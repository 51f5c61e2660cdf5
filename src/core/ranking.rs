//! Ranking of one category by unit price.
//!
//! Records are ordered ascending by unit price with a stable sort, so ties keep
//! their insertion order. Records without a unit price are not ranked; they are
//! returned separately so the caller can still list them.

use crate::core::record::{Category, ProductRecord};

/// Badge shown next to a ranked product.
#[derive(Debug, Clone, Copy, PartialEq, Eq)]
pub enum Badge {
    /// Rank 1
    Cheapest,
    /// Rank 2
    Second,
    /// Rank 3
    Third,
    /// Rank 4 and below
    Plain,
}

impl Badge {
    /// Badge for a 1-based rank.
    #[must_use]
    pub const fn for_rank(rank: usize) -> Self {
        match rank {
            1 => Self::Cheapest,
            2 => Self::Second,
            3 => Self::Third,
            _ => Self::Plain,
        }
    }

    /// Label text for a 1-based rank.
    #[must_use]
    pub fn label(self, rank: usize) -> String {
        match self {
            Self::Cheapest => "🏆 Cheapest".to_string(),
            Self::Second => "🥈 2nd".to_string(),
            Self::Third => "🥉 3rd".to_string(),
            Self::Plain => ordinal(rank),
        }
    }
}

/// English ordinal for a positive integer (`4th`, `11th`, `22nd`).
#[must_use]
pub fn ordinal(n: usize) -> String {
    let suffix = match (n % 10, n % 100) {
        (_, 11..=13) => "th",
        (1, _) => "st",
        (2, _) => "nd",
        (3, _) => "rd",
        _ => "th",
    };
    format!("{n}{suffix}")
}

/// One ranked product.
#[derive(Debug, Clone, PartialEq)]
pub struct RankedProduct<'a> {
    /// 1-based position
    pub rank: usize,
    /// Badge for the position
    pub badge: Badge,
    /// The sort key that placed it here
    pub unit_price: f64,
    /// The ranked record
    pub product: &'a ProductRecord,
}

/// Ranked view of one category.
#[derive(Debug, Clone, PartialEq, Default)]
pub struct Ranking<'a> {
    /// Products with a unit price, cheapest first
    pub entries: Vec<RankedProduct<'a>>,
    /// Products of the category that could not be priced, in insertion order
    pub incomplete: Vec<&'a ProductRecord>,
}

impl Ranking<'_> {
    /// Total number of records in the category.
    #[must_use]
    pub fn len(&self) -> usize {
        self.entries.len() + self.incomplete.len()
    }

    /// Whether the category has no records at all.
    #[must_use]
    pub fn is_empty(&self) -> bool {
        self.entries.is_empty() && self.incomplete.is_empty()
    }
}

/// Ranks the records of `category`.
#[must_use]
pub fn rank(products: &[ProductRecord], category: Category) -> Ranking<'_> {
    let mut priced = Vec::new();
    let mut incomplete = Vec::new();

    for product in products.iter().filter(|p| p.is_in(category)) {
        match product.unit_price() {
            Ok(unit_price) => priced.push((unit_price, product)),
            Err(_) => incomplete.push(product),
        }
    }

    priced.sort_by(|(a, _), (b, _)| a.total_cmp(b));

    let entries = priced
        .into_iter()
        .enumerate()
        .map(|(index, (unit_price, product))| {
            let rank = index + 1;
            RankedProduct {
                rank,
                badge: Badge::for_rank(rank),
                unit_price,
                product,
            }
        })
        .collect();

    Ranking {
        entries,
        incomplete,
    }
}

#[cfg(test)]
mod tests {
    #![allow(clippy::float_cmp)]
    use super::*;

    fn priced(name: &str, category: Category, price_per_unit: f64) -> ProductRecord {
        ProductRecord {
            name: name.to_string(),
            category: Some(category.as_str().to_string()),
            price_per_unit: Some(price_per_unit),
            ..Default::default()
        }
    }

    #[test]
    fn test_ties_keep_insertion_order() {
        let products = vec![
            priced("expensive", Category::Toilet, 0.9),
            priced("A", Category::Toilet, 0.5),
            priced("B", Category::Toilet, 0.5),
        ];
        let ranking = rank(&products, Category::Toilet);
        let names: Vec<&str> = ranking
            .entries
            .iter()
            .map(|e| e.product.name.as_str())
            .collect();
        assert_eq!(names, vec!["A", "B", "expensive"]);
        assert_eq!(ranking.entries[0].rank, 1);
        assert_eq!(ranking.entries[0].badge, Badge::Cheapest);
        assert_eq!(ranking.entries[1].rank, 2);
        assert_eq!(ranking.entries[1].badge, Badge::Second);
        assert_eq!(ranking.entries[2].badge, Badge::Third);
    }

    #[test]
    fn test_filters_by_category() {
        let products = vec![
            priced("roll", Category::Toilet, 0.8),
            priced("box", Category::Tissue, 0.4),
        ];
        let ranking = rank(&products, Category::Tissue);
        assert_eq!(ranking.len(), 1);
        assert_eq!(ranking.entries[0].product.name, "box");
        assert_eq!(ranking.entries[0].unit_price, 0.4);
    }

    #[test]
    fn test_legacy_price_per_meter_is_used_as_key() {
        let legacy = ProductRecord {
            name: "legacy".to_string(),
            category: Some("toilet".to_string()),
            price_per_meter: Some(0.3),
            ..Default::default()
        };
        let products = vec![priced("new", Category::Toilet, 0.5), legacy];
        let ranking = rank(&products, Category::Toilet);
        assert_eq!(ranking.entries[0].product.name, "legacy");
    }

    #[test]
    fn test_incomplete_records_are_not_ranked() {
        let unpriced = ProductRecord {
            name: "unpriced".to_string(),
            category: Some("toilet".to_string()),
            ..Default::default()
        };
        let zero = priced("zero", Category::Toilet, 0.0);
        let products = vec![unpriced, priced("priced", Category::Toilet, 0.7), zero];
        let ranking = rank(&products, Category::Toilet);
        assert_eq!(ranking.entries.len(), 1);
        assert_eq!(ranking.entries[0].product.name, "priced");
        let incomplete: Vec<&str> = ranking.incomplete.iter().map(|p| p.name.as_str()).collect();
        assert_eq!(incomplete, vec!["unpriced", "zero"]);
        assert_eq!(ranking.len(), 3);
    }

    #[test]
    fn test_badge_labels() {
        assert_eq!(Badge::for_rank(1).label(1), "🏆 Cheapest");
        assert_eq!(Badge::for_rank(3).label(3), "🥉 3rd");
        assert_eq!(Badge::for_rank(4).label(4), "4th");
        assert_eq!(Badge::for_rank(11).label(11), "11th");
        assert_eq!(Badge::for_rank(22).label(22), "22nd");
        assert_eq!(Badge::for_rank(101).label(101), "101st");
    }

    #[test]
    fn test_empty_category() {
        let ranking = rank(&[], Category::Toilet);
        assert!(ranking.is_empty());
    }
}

> **Problem statement**
The entries above should be set down again exactly as they appear.

> **Solution**
repository 51f5c61e2660cdf5
filename src/core/ranking.rs
//! Ranking of one category by unit price.
//!
//! Records are ordered ascending by unit price with a stable sort, so ties keep
//! their insertion order. Records without a unit price are not ranked; they are
//! returned separately so the caller can still list them.

use crate::core::record::{Category, ProductRecord};

/// Badge shown next to a ranked product.
#[derive(Debug, Clone, Copy, PartialEq, Eq)]
pub enum Badge {
    /// Rank 1
    Cheapest,
    /// Rank 2
    Second,
    /// Rank 3
    Third,
    /// Rank 4 and below
    Plain,
}

impl Badge {
    /// Badge for a 1-based rank.
    #[must_use]
    pub const fn for_rank(rank: usize) -> Self {
        match rank {
            1 => Self::Cheapest,
            2 => Self::Second,
            3 => Self::Third,
            _ => Self::Plain,
        }
    }

    /// Label text for a 1-based rank.
    #[must_use]
    pub fn label(self, rank: usize) -> String {
        match self {
            Self::Cheapest => "🏆 Cheapest".to_string(),
            Self::Second => "🥈 2nd".to_string(),
            Self::Third => "🥉 3rd".to_string(),
            Self::Plain => ordinal(rank),
        }
    }
}

/// English ordinal for a positive integer (`4th`, `11th`, `22nd`).
#[must_use]
pub fn ordinal(n: usize) -> String {
    let suffix = match (n % 10, n % 100) {
        (_, 11..=13) => "th",
        (1, _) => "st",
        (2, _) => "nd",
        (3, _) => "rd",
        _ => "th",
    };
    format!("{n}{suffix}")
}

/// One ranked product.
#[derive(Debug, Clone, PartialEq)]
pub struct RankedProduct<'a> {
    /// 1-based position
    pub rank: usize,
    /// Badge for the position
    pub badge: Badge,
    /// The sort key that placed it here
    pub unit_price: f64,
    /// The ranked record
    pub product: &'a ProductRecord,
}

/// Ranked view of one category.
#[derive(Debug, Clone, PartialEq, Default)]
pub struct Ranking<'a> {
    /// Products with a unit price, cheapest first
    pub entries: Vec<RankedProduct<'a>>,
    /// Products of the category that could not be priced, in insertion order
    pub incomplete: Vec<&'a ProductRecord>,
}

impl Ranking<'_> {
    /// Total number of records in the category.
    #[must_use]
    pub fn len(&self) -> usize {
        self.entries.len() + self.incomplete.len()
    }

    /// Whether the category has no records at all.
    #[must_use]
    pub fn is_empty(&self) -> bool {
        self.entries.is_empty() && self.incomplete.is_empty()
    }
}

/// Ranks the records of `category`.
#[must_use]
pub fn rank(products: &[ProductRecord], category: Category) -> Ranking<'_> {
    let mut priced = Vec::new();
    let mut incomplete = Vec::new();

    for product in products.iter().filter(|p| p.is_in(category)) {
        match product.unit_price() {
            Ok(unit_price) => priced.push((unit_price, product)),
            Err(_) => incomplete.push(product),
        }
    }

    priced.sort_by(|(a, _), (b, _)| a.total_cmp(b));

    let entries = priced
        .into_iter()
        .enumerate()
        .map(|(index, (unit_price, product))| {
            let rank = index + 1;
            RankedProduct {
                rank,
                badge: Badge::for_rank(rank),
                unit_price,
                product,
            }
        })
        .collect();

    Ranking {
        entries,
        incomplete,
    }
}

#[cfg(test)]
mod tests {
    #![allow(clippy::float_cmp)]
    use super::*;

    fn priced(name: &str, category: Category, price_per_unit: f64) -> ProductRecord {
        ProductRecord {
            name: name.to_string(),
            category: Some(category.as_str().to_string()),
            price_per_unit: Some(price_per_unit),
            ..Default::default()
        }
    }

    #[test]
    fn test_ties_keep_insertion_order() {
        let products = vec![
            priced("expensive", Category::Toilet, 0.9),
            priced("A", Category::Toilet, 0.5),
            priced("B", Category::Toilet, 0.5),
        ];
        let ranking = rank(&products, Category::Toilet);
        let names: Vec<&str> = ranking
            .entries
            .iter()
            .map(|e| e.product.name.as_str())
            .collect();
        assert_eq!(names, vec!["A", "B", "expensive"]);
        assert_eq!(ranking.entries[0].rank, 1);
        assert_eq!(ranking.entries[0].badge, Badge::Cheapest);
        assert_eq!(ranking.entries[1].rank, 2);
        assert_eq!(ranking.entries[1].badge, Badge::Second);
        assert_eq!(ranking.entries[2].badge, Badge::Third);
    }

    #[test]
    fn test_filters_by_category() {
        let products = vec![
            priced("roll", Category::Toilet, 0.8),
            priced("box", Category::Tissue, 0.4),
        ];
        let ranking = rank(&products, Category::Tissue);
        assert_eq!(ranking.len(), 1);
        assert_eq!(ranking.entries[0].product.name, "box");
        assert_eq!(ranking.entries[0].unit_price, 0.4);
    }

    #[test]
    fn test_legacy_price_per_meter_is_used_as_key() {
        let legacy = ProductRecord {
            name: "legacy".to_string(),
            category: Some("toilet".to_string()),
            price_per_meter: Some(0.3),
            ..Default::default()
        };
        let products = vec![priced("new", Category::Toilet, 0.5), legacy];
        let ranking = rank(&products, Category::Toilet);
        assert_eq!(ranking.entries[0].product.name, "legacy");
    }

    #[test]
    fn test_incomplete_records_are_not_ranked() {
        let unpriced = ProductRecord {
            name: "unpriced".to_string(),
            category: Some("toilet".to_string()),
            ..Default::default()
        };
        let zero = priced("zero", Category::Toilet, 0.0);
        let products = vec![unpriced, priced("priced", Category::Toilet, 0.7), zero];
        let ranking = rank(&products, Category::Toilet);
        assert_eq!(ranking.entries.len(), 1);
        assert_eq!(ranking.entries[0].product.name, "priced");
        let incomplete: Vec<&str> = ranking.incomplete.iter().map(|p| p.name.as_str()).collect();
        assert_eq!(incomplete, vec!["unpriced", "zero"]);
        assert_eq!(ranking.len(), 3);
    }

    #[test]
    fn test_badge_labels() {
        assert_eq!(Badge::for_rank(1).label(1), "🏆 Cheapest");
        assert_eq!(Badge::for_rank(3).label(3), "🥉 3rd");
        assert_eq!(Badge::for_rank(4).label(4), "4th");
        assert_eq!(Badge::for_rank(11).label(11), "11th");
        assert_eq!(Badge::for_rank(22).label(22), "22nd");
        assert_eq!(Badge::for_rank(101).label(101), "101st");
    }

    #[test]
    fn test_empty_category() {
        let ranking = rank(&[], Category::Toilet);
        assert!(ranking.is_empty());
    }
}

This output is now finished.